Better response plans needed for children exposed to domestic violence

May 25, 2012 By Ted Cross
Better interagency collaboration is needed to help families when children are exposed to domestic violence, according to Ted Cross, a faculty member in social work and co-author of a study that examined legislative reporting duties in Australia, Canada and the U.S. Credit: L. Brian Stauffer

(Medical Xpress) -- Each year, millions of children are exposed to domestic violence, a traumatic experience that has been associated with cognitive, behavioral, social and emotional problems in childhood as well as a higher incidence of depression and premature death in adulthood. Numerous studies over the past two decades also have indicated that exposure to domestic violence (EDV) places children at higher risk of abuse and neglect.

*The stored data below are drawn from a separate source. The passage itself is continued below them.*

//! Point balance checks.

use std::sync::Arc;
use std::time::Duration;

use async_trait::async_trait;
use serde::{Deserialize, Serialize};
use serde_json::json;

use super::{AccountDriver, DriverError, TaskContext};
use crate::batch::BatchMode;
use crate::events::{EventKind, EventLevel};
use crate::store::AccountCredential;
use crate::task::{Outcome, TaskPayload};

/// The `[checkpoint]` config section.
#[derive(Debug, Clone, PartialEq, Serialize, Deserialize)]
pub struct CheckpointConfig {
    /// Account endpoint returning the point summary as JSON.
    pub account_api_url: String,

    /// Page fetched once before the account call, when the site needs it.
    #[serde(default)]
    pub home_url: Option<String>,

    #[serde(default = "default_user_agent")]
    pub user_agent: String,

    #[serde(default = "default_request_timeout")]
    pub request_timeout_secs: u64,

    /// Pause after each account to stay under the site's rate limits.
    #[serde(default = "default_inter_account_delay")]
    pub inter_account_delay_ms: u64,
}

pub(super) fn default_user_agent() -> String {
    "Mozilla/5.0 (X11; Linux x86_64) AppleWebKit/537.36 (KHTML, like Gecko) Chrome/124.0 Safari/537.36"
        .to_string()
}

fn default_request_timeout() -> u64 {
    15
}

fn default_inter_account_delay() -> u64 {
    3000
}

impl CheckpointConfig {
    pub fn new(account_api_url: impl Into<String>) -> Self {
        Self {
            account_api_url: account_api_url.into(),
            home_url: None,
            user_agent: default_user_agent(),
            request_timeout_secs: default_request_timeout(),
            inter_account_delay_ms: default_inter_account_delay(),
        }
    }

    pub fn request_timeout(&self) -> Duration {
        Duration::from_secs(self.request_timeout_secs)
    }

    pub fn inter_account_delay(&self) -> Duration {
        Duration::from_millis(self.inter_account_delay_ms)
    }
}

/// Points and tier read from an account.
#[derive(Debug, Clone, PartialEq, Serialize, Deserialize)]
pub struct AccountSnapshot {
    pub points: f64,
    pub tier: Option<String>,
}

/// Remote account lookup used by checkpoint batches.
#[async_trait]
pub trait AccountApi: Send + Sync {
    async fn fetch_account(
        &self,
        credential: &AccountCredential,
    ) -> Result<AccountSnapshot, DriverError>;
}

/// Reads one account's point balance per task.
pub struct CheckpointDriver {
    api: Arc<dyn AccountApi>,
    delay: Duration,
}

impl CheckpointDriver {
    pub fn new(api: Arc<dyn AccountApi>, delay: Duration) -> Self {
        Self { api, delay }
    }
}

#[async_trait]
impl AccountDriver for CheckpointDriver {
    fn mode(&self) -> BatchMode {
        BatchMode::Checkpoint
    }

    async fn run(&self, ctx: &TaskContext) -> Outcome {
        let outcome = match self.api.fetch_account(&ctx.credential).await {
            Ok(snapshot) => {
                let tier = snapshot.tier.as_deref().unwrap_or("unknown");
                ctx.events.emit(
                    ctx.events
                        .event(
                            EventLevel::Info,
                            EventKind::Log,
                            format!(
                                "Account {}: {} points ({})",
                                ctx.account_id, snapshot.points, tier
                            ),
                        )
                        .with_metadata(json!({
                            "account_id": ctx.account_id,
                            "points": snapshot.points,
                            "tier": snapshot.tier,
                        })),
                );
                Outcome::success(TaskPayload::Checkpoint {
                    points: snapshot.points,
                    tier: snapshot.tier,
                })
            }
            Err(e) => e.into_outcome(),
        };

        if !self.delay.is_zero() {
            tokio::time::sleep(self.delay).await;
        }
        outcome
    }
}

“EDV poses substantial risk to children, but there hasn’t developed the kind of response as there has been in other forms of ,” said Ted Cross, a faculty member in the School of Social Work at the University of Illinois and a co-author of a recent study that examined mandated reporting practices in EDV cases. “With other forms of maltreatment, there are actions that directly affect the child and directly connect to a caregiver’s or another adult’s response to the child. EDV doesn’t have that specific event that will often trigger a child-welfare investigation.

“Although Australia, Canada and the U.S. are taking action to try to address this problem, I’d say we’re still in the really early stages of dealing with this as societies.”

Cross led an international panel of experts in law, public health and social work in a study of child-welfare policy and practice related to EDV in Australia, Canada and the U.S. Other co-authors on the study were Ben Mathews and Debbie Scott, faculty members at Queensland University of Technology, Australia; and Catherine Ouimet and Lil Tonmyr, officials at the Public Health Agency of Canada.

While child-welfare legislation in all three nations mandates reporting of child maltreatment such as physical and sexual abuse, only three jurisdictions in Australia, eight in Canada and three in the U.S. (the District of Columbia, Montana and West Virginia) mandate reporting of EDV.

“Where a legislative reporting duty exists, it is generally only activated if the reporter believes the child has been or is likely to have been harmed by the EDV, and this requirement of harm is usually further qualified by being required to be harm of a certain degree of seriousness,” the researchers wrote.

In reviewing evidence from jurisdictions with legislative reporting duties, the researchers concluded that mandated reporting – if coupled with a coordinated response by child-welfare, , criminal justice and other agencies – may prevent or mitigate some of the negative outcomes children experience.

However, the researchers also found that these jurisdictions experienced significant difficulties managing reporting practices by the various professionals involved to avoid over- and under-reporting.

In examining data from Canadian Incidence Studies, Tonmyr found that professionals not in health care – particularly police – were 11-18 times more likely than health care workers to report EDV.

Data from New South Wales, Australia, indicated that any encounter with EDV was likely to be reported, although the law requires that reports be filed only when there is actual or likely to be significant harm to the children.

As a result, child-welfare systems were strained by and unable to respond to the high numbers of reports.

While EDV cases were more likely to be substantiated than other forms of maltreatment, one-third of reports by mandated reporters in Canada – police, physicians, child-care workers – were not referred for further assessment. In New South Wales, an analysis of reporting data yielded similar findings.

Because identification of and service response to may fall short in many child -welfare cases, the researchers suggested that alternative methods of response may be more appropriate. Better interagency coordination among domestic violence advocates, child-welfare agencies and the criminal justice, health care, mental health and other sectors is needed – along with evaluation of these efforts – to develop policies and interventions that are more responsive and effective for families that experience domestic violence.

Two programs developed in the U.S. show potential. The Greenbook Initiative provides communities with a set of recommendations that promote safety, interagency collaboration and changes in policies and practices to better address the intersection of child maltreatment and domestic violence.

Another promising program is the Nurse-Family Partnership, in which nurses visit at-risk, low-income mothers in their homes during pregnancy and the first two years of children’s lives. Although not designed as a domestic violence intervention, the visiting nurse program reduced domestic violence during Colorado women’s pregnancies by 47 percent, according to a report released in 2012.

“There’s a tremendous need here,” Cross said. “It’s very challenging to develop a new but important response in an era of diminished resources. Yet this is a problem that’s very common, is correlated with other forms of child maltreatment and has an impact on children over time. It’s a problem for which effective methods are being developed. And it’s important to raise consciousness about this as a form of maltreatment, even though it’s not traditionally been seen that way.”